Entries taken from a collection:
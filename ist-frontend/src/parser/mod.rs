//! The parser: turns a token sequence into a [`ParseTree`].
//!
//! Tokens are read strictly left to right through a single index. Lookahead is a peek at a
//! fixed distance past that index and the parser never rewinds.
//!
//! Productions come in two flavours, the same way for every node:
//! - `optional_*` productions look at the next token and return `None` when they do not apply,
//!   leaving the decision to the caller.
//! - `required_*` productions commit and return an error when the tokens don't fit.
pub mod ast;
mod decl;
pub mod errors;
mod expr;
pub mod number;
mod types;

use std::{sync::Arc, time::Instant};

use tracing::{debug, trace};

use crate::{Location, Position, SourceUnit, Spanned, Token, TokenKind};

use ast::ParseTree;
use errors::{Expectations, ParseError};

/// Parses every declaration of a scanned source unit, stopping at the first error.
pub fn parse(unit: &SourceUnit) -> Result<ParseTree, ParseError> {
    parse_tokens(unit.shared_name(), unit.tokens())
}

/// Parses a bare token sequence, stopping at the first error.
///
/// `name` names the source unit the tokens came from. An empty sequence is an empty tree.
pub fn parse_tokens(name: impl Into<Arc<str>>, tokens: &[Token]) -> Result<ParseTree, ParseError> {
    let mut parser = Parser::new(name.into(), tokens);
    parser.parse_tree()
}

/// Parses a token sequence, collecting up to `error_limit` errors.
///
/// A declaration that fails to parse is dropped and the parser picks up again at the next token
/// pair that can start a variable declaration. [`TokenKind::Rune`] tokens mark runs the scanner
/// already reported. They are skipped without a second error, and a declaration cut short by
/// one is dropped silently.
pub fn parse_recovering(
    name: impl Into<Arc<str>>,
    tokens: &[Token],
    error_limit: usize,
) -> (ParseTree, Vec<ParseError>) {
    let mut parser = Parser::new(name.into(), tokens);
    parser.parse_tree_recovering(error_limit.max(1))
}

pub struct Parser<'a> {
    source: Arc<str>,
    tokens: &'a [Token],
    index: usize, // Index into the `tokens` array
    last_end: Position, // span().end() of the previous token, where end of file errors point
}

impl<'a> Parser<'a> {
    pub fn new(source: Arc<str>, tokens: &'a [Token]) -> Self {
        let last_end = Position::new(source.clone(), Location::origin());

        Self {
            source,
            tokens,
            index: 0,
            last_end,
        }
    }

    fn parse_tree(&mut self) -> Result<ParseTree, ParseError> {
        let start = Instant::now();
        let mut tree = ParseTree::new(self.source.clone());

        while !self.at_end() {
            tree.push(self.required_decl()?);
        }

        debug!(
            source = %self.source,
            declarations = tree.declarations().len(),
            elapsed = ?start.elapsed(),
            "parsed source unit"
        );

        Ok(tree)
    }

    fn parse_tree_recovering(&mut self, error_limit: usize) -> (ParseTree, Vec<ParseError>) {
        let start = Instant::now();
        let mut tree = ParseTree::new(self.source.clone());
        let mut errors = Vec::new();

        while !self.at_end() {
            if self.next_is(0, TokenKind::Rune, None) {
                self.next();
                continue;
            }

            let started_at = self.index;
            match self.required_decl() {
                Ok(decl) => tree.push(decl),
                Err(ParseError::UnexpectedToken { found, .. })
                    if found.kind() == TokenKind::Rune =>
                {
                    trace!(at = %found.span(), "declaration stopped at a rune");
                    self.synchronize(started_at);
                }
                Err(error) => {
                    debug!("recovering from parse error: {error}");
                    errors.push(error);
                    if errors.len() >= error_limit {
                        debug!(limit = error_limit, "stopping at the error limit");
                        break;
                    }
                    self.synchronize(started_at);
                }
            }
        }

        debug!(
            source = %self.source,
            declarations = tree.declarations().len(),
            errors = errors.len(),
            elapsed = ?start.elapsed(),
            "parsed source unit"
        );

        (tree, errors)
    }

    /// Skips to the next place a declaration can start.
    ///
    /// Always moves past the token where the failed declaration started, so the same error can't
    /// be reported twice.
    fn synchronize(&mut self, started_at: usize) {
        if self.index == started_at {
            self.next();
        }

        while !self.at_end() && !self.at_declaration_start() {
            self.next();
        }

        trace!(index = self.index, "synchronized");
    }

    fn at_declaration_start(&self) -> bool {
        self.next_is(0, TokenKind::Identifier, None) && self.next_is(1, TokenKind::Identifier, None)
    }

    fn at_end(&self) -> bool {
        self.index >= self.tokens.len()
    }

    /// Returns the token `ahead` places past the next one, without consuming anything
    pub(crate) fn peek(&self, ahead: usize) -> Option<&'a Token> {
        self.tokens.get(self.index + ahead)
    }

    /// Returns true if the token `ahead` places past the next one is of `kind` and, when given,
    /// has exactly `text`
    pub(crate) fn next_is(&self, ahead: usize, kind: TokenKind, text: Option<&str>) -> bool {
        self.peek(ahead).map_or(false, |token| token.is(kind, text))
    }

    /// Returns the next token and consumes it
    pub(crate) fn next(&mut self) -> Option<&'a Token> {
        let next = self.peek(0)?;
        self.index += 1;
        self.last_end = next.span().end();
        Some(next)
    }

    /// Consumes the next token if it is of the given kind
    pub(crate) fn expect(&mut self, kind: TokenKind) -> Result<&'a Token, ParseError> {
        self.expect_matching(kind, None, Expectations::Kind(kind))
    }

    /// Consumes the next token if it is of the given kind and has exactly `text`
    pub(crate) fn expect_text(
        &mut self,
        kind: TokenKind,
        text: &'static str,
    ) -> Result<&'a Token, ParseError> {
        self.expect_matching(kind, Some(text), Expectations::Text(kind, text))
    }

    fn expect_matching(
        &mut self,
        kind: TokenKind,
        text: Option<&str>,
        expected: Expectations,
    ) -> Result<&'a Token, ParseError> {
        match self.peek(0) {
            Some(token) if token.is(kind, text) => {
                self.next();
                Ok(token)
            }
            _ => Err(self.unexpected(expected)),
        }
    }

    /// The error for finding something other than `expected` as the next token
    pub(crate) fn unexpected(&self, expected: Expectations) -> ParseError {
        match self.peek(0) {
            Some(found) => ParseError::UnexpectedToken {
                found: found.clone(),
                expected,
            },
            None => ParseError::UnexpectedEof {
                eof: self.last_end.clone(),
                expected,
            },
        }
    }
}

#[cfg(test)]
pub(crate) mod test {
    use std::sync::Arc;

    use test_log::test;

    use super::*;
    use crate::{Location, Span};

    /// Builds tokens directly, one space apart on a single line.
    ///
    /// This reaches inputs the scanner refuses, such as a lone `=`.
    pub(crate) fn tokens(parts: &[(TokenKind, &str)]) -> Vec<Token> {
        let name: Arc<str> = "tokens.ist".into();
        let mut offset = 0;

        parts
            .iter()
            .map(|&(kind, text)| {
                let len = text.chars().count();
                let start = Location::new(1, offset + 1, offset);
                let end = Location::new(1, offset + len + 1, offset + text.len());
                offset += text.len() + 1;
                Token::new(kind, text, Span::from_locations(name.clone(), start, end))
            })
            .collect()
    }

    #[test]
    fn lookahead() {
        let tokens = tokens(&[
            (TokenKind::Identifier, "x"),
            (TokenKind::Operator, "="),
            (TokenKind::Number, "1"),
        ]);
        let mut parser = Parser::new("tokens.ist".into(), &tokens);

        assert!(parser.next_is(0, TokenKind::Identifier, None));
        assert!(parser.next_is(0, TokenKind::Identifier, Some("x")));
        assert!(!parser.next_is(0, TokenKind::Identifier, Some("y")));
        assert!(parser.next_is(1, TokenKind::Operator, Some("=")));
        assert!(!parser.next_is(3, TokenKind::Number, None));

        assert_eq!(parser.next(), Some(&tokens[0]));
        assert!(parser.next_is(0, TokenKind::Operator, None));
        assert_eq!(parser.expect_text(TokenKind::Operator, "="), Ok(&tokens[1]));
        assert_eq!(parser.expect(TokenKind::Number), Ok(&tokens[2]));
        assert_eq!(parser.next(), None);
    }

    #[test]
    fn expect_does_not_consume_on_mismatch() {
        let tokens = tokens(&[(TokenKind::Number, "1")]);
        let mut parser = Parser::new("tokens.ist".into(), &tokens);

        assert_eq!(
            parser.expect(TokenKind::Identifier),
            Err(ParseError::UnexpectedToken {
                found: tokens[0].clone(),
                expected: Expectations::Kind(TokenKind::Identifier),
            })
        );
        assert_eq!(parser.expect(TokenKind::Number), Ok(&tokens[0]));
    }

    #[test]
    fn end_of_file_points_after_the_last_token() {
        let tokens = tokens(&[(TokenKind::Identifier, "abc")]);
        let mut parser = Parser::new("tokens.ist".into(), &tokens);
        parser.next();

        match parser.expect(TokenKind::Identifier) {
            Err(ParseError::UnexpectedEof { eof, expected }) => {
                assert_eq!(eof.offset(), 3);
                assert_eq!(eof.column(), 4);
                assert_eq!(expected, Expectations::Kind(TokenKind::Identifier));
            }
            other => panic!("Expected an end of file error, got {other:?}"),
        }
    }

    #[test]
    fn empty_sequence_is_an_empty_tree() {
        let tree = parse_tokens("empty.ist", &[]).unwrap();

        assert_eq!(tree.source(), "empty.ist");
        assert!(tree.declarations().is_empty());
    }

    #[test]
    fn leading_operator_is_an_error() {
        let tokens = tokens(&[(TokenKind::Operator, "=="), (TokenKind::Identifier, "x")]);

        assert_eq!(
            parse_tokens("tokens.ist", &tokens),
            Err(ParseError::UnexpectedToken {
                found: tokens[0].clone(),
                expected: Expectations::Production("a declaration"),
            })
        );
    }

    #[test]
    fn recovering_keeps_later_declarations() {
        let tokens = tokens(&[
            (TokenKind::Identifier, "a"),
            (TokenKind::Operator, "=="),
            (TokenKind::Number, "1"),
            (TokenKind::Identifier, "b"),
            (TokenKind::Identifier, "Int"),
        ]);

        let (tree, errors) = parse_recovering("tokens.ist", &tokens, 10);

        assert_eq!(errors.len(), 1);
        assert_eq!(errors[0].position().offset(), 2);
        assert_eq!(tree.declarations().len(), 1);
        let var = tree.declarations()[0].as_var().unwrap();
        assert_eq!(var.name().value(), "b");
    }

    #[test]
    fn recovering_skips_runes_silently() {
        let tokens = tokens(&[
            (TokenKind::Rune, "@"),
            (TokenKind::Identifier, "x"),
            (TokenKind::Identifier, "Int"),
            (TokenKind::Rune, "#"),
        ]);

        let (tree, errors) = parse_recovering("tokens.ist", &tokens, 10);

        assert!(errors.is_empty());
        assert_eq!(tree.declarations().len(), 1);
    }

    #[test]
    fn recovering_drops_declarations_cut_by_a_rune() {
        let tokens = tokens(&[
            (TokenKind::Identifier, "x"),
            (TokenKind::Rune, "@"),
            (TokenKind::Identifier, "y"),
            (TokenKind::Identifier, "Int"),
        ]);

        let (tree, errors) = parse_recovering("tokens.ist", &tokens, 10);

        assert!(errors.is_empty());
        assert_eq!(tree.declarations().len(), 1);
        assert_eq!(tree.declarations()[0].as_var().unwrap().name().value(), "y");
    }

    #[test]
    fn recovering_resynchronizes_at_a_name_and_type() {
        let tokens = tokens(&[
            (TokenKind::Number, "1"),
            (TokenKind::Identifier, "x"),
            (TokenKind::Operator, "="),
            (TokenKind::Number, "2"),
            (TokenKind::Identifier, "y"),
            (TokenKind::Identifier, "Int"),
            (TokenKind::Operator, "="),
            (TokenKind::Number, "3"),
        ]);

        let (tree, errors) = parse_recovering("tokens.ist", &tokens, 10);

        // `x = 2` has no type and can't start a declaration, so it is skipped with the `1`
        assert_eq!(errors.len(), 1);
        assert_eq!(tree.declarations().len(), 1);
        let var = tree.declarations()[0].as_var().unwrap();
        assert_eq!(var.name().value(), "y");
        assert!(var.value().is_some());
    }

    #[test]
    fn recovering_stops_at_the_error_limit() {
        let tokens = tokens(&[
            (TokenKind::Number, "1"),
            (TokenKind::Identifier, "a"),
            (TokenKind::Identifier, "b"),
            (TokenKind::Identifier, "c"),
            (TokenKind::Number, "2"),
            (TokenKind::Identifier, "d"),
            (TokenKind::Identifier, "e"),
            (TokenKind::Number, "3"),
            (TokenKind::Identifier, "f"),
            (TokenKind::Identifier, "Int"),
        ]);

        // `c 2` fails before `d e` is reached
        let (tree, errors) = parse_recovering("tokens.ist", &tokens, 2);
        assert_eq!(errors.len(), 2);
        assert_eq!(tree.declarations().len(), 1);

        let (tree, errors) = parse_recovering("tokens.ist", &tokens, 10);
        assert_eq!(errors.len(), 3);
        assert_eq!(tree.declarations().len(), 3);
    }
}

_WORK INSTRUCTIONS_
Identify the lines in the entries that hold "every" and return each one.

_EXERCISE OUTPUT_
//! Productions come in two flavours, the same way for every node:
/// Parses every declaration of a scanned source unit, stopping at the first error.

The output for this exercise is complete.